◆ **TRY IT**: Work through the entries below and show every line in which "premultiplied" is found.

++++ THE INPUT

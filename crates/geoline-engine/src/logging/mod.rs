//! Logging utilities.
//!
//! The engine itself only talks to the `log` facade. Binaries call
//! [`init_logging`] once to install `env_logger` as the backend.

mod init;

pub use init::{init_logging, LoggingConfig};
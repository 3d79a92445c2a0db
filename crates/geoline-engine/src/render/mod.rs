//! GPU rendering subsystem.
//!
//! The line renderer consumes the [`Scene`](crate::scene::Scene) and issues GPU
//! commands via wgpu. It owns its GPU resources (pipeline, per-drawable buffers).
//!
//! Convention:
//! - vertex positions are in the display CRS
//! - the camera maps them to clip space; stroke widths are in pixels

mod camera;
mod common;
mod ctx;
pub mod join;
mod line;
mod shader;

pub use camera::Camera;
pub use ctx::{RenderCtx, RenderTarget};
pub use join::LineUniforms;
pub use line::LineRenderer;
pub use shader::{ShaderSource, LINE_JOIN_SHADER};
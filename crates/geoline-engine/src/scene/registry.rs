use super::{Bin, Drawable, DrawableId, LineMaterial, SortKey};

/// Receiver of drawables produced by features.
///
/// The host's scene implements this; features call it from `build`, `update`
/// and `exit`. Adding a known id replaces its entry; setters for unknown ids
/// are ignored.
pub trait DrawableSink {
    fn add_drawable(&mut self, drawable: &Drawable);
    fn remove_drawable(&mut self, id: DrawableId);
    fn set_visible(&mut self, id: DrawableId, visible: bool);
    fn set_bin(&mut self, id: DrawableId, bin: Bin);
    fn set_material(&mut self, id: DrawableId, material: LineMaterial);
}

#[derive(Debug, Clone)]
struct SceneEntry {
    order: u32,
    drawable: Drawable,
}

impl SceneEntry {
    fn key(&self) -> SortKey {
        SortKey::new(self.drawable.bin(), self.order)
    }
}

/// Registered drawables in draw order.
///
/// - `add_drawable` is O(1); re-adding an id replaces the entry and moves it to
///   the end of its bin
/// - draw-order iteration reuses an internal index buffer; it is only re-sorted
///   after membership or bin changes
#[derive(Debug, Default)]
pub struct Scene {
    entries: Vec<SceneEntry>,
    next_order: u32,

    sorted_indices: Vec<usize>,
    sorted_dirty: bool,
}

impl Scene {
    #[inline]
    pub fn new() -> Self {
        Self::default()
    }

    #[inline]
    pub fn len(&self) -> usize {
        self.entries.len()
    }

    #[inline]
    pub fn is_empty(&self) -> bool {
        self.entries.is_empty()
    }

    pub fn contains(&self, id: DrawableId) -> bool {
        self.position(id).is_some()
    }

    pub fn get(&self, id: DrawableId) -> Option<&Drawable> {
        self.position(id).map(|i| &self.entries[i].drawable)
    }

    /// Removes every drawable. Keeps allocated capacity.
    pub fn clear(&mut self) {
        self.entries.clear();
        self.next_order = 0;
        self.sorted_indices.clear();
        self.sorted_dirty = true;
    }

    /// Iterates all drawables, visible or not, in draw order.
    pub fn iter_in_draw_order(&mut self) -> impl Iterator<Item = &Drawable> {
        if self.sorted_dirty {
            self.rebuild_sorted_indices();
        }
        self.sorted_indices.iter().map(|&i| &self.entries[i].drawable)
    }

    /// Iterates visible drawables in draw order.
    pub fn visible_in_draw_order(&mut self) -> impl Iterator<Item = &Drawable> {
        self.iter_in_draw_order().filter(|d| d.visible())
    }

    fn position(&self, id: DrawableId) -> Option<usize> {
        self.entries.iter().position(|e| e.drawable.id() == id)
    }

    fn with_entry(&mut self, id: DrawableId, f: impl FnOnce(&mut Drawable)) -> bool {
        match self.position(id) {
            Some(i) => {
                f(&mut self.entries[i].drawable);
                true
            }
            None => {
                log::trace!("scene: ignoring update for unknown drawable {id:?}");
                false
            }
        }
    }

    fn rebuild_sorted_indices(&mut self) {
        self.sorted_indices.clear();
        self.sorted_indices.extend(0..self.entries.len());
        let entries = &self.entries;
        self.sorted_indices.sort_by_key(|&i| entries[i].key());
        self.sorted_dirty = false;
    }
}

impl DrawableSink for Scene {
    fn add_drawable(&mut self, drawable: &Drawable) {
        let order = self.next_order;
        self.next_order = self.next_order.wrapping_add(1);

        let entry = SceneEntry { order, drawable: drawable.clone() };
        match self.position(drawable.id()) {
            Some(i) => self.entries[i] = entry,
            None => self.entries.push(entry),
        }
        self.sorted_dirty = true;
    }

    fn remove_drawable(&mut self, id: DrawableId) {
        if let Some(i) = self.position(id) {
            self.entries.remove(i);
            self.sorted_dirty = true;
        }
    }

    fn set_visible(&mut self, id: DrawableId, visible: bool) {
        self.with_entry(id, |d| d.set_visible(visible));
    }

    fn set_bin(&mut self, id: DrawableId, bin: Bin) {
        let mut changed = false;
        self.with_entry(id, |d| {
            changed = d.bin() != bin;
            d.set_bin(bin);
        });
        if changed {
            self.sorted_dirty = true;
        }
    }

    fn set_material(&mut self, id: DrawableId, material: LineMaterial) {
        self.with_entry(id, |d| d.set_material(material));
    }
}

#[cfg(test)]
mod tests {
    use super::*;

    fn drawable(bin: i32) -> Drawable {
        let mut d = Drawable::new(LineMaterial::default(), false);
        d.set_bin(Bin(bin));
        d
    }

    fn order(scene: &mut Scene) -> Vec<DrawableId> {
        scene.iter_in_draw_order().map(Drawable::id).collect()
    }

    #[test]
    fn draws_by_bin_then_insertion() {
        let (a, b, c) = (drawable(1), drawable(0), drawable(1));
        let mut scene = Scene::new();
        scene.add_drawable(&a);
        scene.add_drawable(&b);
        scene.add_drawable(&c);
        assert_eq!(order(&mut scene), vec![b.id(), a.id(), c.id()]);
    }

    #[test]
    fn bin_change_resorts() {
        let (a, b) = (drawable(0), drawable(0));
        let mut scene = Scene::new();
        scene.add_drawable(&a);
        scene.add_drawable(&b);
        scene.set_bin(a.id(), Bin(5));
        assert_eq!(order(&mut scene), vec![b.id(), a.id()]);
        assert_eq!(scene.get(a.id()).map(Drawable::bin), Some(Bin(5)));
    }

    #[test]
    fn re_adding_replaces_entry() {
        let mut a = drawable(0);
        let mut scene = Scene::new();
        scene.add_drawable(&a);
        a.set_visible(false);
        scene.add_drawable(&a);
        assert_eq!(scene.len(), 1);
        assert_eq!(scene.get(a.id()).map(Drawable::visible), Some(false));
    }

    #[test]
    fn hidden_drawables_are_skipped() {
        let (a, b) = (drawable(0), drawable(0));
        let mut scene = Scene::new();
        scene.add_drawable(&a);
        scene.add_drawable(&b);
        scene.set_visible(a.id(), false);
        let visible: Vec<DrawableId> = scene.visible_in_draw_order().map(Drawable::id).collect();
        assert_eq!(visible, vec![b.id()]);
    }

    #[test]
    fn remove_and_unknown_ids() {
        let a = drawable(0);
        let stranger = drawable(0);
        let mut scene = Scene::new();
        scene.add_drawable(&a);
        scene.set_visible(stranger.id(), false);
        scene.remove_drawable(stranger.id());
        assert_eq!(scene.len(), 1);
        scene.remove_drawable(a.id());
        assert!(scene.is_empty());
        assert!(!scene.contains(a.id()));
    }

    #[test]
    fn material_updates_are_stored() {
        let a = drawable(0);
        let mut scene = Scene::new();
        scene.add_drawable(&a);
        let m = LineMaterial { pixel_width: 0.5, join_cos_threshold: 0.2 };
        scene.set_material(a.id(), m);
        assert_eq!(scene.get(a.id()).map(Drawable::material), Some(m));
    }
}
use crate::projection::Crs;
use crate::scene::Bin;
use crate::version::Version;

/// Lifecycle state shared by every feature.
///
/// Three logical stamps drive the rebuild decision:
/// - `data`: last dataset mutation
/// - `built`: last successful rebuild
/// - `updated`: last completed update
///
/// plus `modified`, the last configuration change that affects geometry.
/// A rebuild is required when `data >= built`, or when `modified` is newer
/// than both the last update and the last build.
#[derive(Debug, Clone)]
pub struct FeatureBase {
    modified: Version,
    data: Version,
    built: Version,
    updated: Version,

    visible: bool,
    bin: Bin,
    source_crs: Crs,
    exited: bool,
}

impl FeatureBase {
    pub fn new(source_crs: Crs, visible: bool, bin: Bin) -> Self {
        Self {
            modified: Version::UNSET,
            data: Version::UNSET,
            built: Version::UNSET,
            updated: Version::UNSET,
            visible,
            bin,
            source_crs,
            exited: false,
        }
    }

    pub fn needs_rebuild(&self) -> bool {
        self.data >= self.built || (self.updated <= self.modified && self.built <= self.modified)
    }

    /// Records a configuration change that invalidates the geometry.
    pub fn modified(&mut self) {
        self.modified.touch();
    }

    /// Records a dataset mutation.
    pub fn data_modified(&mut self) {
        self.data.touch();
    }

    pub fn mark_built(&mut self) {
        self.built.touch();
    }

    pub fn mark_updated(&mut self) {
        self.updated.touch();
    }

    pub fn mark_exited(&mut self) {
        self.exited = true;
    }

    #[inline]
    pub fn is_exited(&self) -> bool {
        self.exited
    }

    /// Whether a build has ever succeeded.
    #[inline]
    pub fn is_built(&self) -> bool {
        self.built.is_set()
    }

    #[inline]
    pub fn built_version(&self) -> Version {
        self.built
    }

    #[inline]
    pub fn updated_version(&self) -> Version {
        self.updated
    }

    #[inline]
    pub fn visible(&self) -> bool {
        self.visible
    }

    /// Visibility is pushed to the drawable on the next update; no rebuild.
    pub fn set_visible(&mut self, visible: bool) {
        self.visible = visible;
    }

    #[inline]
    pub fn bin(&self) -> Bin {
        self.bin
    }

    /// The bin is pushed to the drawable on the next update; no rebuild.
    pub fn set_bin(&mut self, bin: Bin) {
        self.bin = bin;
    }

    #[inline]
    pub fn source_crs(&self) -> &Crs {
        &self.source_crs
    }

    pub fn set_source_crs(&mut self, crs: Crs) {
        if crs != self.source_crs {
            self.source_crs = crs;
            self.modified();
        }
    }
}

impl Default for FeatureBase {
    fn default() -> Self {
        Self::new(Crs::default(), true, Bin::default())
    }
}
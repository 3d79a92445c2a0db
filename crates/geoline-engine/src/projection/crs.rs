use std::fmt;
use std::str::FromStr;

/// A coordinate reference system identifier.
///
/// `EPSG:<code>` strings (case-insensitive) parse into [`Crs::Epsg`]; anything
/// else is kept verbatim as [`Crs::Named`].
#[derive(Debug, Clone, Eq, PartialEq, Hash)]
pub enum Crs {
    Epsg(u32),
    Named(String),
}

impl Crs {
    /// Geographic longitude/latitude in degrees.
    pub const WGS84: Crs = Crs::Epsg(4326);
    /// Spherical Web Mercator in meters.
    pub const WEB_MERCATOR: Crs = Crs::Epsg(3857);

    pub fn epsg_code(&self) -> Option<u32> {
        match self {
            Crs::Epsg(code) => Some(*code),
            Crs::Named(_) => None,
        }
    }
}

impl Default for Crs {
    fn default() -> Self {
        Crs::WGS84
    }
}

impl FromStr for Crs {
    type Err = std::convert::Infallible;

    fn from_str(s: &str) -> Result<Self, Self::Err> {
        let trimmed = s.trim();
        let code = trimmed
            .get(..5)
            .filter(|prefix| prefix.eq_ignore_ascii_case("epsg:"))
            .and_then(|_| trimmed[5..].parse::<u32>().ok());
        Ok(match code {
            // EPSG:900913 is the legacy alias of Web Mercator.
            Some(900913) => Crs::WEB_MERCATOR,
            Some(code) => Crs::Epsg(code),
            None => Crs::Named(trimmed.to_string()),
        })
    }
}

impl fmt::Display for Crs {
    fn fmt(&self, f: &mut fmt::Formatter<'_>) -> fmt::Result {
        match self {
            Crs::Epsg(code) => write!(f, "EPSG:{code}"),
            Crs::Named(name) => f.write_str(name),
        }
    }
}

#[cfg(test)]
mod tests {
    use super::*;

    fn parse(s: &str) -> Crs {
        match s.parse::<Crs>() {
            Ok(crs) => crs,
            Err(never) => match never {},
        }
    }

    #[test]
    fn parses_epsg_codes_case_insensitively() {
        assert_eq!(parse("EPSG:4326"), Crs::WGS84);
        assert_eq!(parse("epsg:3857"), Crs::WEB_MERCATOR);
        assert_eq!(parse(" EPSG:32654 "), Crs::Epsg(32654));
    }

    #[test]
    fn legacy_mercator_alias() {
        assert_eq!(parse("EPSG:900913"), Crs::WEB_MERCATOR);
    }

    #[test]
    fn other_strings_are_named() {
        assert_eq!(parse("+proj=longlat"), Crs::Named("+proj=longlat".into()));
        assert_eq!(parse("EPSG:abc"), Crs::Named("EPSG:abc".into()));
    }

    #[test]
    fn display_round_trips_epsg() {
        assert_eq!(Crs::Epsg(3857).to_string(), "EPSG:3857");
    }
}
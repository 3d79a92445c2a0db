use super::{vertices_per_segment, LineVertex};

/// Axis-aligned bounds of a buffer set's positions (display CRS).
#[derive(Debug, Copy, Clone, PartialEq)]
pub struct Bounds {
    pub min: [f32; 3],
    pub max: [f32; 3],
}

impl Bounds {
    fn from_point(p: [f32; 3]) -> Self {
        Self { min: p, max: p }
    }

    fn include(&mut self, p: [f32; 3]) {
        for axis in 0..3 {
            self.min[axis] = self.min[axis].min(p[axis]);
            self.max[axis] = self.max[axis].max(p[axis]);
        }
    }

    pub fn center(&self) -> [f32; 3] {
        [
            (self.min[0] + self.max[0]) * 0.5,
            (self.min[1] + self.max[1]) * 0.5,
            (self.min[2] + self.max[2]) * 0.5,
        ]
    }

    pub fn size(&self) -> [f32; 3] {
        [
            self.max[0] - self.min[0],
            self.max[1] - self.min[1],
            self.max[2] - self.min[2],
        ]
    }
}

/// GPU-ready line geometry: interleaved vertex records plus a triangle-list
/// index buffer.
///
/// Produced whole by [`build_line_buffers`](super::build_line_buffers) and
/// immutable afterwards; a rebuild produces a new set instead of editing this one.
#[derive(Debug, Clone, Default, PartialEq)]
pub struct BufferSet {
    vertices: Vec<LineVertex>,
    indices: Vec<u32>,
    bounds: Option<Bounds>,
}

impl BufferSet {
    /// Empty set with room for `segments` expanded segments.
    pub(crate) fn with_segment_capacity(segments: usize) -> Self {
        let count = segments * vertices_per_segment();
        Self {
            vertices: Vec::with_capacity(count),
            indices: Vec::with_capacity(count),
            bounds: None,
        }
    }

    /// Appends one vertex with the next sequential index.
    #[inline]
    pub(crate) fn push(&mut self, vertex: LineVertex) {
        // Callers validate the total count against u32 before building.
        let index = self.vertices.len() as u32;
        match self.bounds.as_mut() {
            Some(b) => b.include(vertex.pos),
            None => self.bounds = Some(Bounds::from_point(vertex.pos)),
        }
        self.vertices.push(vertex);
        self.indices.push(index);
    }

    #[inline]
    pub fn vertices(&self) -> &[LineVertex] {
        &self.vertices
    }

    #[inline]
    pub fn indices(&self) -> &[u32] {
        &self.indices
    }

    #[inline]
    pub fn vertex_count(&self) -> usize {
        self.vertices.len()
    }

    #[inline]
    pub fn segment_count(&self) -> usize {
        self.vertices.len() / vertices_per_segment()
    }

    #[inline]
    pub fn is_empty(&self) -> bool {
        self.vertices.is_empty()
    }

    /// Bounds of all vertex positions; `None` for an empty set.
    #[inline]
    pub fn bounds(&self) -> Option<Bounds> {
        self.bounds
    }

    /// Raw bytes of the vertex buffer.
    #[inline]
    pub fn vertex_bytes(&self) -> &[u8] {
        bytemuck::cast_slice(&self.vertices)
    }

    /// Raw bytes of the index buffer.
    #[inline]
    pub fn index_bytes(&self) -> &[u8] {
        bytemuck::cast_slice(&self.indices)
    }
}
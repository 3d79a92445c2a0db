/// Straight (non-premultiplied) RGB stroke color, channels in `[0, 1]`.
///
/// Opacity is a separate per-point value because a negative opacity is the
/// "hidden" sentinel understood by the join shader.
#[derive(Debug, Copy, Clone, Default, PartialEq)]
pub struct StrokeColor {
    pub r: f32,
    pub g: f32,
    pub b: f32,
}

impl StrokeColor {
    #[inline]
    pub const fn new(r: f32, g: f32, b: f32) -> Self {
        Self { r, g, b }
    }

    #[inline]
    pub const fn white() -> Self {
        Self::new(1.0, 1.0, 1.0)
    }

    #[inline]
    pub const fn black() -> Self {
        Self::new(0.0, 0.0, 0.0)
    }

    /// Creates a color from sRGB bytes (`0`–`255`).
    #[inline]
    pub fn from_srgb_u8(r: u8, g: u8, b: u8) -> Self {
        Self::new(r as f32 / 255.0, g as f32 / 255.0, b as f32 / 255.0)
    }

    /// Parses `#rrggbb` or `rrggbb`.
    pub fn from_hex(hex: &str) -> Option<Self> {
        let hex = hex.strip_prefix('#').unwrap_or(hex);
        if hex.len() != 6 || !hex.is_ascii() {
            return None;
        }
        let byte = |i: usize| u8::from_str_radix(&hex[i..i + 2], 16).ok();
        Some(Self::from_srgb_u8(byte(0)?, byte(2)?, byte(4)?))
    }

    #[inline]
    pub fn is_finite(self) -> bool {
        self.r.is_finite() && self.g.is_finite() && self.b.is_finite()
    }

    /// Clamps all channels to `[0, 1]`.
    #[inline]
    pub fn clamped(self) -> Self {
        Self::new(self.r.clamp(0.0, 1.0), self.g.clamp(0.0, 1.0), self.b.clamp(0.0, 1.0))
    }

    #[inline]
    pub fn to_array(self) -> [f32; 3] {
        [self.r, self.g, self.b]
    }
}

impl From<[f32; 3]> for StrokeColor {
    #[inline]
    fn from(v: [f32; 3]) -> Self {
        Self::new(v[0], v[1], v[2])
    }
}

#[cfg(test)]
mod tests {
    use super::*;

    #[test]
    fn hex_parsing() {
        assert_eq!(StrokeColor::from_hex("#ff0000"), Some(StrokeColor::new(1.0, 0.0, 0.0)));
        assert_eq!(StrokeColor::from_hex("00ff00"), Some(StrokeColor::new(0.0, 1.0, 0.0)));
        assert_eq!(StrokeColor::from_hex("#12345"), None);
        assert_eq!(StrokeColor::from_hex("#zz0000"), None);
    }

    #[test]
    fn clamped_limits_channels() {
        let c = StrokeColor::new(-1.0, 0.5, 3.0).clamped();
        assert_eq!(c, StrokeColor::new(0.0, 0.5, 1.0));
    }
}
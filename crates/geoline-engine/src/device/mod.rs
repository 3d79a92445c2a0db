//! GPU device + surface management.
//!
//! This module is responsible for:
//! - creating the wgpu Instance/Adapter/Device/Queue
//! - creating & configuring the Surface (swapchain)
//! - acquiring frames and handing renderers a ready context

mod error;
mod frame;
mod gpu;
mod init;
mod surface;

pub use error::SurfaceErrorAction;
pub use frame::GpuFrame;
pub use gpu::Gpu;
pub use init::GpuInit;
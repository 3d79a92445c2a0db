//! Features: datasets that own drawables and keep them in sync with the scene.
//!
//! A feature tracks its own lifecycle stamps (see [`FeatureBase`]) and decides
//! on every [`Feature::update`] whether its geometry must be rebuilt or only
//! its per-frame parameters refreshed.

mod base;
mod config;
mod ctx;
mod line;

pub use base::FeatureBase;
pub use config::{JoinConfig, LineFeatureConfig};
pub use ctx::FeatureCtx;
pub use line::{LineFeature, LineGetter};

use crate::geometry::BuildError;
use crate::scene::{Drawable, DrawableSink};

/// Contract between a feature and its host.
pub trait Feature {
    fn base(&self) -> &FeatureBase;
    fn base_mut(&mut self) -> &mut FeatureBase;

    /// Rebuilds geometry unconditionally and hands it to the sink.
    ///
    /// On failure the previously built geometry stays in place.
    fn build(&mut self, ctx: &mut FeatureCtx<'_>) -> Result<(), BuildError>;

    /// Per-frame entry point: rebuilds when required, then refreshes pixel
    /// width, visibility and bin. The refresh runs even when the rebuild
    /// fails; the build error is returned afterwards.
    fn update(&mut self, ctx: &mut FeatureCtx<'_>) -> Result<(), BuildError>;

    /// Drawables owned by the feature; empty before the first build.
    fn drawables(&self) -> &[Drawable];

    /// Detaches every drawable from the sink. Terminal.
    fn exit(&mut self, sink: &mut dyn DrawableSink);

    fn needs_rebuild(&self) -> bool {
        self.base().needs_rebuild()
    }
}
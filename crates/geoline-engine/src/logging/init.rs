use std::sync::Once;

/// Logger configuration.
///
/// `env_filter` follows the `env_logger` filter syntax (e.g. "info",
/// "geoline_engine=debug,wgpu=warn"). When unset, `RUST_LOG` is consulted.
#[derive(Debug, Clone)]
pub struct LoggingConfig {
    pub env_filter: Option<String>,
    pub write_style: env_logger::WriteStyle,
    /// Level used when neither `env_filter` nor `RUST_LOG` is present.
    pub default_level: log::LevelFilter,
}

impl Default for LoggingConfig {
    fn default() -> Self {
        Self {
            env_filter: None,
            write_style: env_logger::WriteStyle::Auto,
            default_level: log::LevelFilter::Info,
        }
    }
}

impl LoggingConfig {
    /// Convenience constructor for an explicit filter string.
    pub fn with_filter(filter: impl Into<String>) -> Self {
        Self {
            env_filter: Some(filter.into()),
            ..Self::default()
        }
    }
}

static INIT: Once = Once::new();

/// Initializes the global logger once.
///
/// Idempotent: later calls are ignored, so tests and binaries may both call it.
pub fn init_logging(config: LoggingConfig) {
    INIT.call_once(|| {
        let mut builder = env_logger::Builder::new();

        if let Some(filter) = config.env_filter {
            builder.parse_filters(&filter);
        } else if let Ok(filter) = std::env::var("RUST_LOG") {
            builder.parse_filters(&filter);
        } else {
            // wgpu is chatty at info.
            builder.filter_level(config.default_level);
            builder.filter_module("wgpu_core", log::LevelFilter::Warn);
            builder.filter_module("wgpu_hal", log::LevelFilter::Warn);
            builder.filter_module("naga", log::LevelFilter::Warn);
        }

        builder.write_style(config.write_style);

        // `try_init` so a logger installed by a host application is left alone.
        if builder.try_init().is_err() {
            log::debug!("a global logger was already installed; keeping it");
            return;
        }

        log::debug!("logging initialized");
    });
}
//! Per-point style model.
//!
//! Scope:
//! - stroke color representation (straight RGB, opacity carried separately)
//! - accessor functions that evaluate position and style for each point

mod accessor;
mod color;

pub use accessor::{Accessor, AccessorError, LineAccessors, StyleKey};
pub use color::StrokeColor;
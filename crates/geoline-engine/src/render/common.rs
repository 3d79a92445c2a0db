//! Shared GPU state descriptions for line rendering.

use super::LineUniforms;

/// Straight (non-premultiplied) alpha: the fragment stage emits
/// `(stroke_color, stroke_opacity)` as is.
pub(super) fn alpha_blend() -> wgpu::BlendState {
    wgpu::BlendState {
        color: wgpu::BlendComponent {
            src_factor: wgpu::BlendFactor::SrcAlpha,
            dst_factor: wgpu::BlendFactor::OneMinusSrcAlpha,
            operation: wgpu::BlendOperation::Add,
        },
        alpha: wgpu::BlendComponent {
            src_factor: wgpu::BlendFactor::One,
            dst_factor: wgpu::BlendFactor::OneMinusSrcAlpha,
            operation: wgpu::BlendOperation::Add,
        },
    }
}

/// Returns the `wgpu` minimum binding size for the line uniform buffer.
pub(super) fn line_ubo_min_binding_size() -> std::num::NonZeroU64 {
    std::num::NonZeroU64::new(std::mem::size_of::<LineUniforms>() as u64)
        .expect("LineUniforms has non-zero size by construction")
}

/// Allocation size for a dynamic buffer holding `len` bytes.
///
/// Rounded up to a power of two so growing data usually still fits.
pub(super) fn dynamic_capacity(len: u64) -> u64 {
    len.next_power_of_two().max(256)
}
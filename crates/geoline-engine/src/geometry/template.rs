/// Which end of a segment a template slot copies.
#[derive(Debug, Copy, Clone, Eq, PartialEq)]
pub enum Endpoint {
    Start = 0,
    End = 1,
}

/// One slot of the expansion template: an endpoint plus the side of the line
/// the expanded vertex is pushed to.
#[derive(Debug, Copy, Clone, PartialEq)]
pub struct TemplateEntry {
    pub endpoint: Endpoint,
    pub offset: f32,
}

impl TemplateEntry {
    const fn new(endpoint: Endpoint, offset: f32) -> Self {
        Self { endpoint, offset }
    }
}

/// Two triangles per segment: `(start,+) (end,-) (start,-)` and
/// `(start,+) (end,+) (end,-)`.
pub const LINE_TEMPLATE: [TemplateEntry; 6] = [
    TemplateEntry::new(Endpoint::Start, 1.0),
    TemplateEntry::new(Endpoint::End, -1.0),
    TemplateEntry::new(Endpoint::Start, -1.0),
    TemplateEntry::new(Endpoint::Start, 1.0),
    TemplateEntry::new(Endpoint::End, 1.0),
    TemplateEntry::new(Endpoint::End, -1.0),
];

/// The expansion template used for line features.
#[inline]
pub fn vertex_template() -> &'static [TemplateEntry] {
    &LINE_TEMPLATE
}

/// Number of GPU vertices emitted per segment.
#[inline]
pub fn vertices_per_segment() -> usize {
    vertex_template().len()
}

++++++++

◆ **PROBLEM SOLUTION**:
/// Straight (non-premultiplied) RGB stroke color, channels in `[0, 1]`.
/// Straight (non-premultiplied) alpha: the fragment stage emits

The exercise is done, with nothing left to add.